There are, basically, two way to map logical instruments into physical voices. The first is to use fixed mapping: instrument x always uses voice y. This is the approach used by monophonic instruments and older tracker type composition software. Instrument equals channel equals instrument. The second way is to use dynamic allocation: a new musical event is mapped to a free physical output voice at the time of its creation. Most instruments use the latter approach. This is because it brings with it a sort of useful abstraction—from user perspective, the instrument is constructed to behave like it had practically infite polyphony. From implementation view, the hardware only realizes a fixed number of physical voices and tries to allocate these voices to capture the most significant logical events. This might seem quite abstract, but has the feature that the logical and physical sides are decoupled—one can implement the same instrument with varying degrees of polyphony. The implementation approximates the perfect ∞‐phonic instrument to an implementation dependent degree. The same songs will play, albeit with varying levels of sonic accuracy, on all synthesizers of a series.
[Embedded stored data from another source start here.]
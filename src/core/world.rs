//! Map + player owned together and advanced once per frame.
use log::debug;

use crate::core::grid::TileGrid;
use crate::core::player::{PlayerState, PlayerTuning};
use crate::core::process_events::InputIntents;
use crate::core::tile::TileType;

/// How far ahead of the player (in tiles, truncated) the interaction reaches.
const REACH: f32 = 1.5;

pub struct World {
    pub grid: TileGrid,
    pub player: PlayerState,
}

impl World {
    pub fn new(grid: TileGrid, tuning: PlayerTuning) -> Self {
        let player = PlayerState::spawn(&grid, tuning);
        Self { grid, player }
    }

    /// Advances the player and handles the interaction key.
    pub fn tick(&mut self, intents: &InputIntents, dt: f32) {
        self.player.update(&self.grid, intents, dt);
        if intents.interact {
            self.interact();
        }
    }

    #[inline]
    pub fn tile(&self, x: i32, y: i32) -> TileType {
        self.grid.get(x, y)
    }

    /// Wall becomes Door and Door becomes Wall. Any other tile, or a cell
    /// outside the grid, is left alone and `false` is returned.
    pub fn toggle_tile(&mut self, gx: i32, gy: i32) -> bool {
        if !self.grid.in_bounds(gx, gy) {
            return false;
        }
        let next = match self.grid.get(gx, gy) {
            TileType::Wall => TileType::Door,
            TileType::Door => TileType::Wall,
            _ => return false,
        };
        debug!("toggle tile ({gx}, {gy}) -> {next:?}");
        self.grid.set(gx, gy, next)
    }

    /// Cell the interaction key acts on.
    pub fn facing_cell(&self) -> (i32, i32) {
        let (px, py) = self.player.cell();
        (
            px + (self.player.direction.x * REACH) as i32,
            py + (self.player.direction.y * REACH) as i32,
        )
    }

    pub fn interact(&mut self) -> bool {
        let (fx, fy) = self.facing_cell();
        self.toggle_tile(fx, fy)
    }
}

impl Default for World {
    fn default() -> Self {
        Self::new(TileGrid::reference(), PlayerTuning::default())
    }
}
This is good, but embodies a problem—how is the logical‐physical mapping done best? And no slight problem that is. It is extremely difficult to determine algorithmically which of a multitude of competing events should be realized and which—if any—can be discarded. Two crude heuristics are commonly employed to solve the dilemma. The first is to discard the oldest note still sounding, the other throws away the quietest. Both give similar results, since in Western music, notes tend to die away rather quickly. (I.e., Western music tends to have notes…) Sometimes, to aid in simulating ensembles of independent instruments, voices can be divided in banks (say, a minimum of 6 voices for a guitar) and the allocation algorithm executed within a bank, only.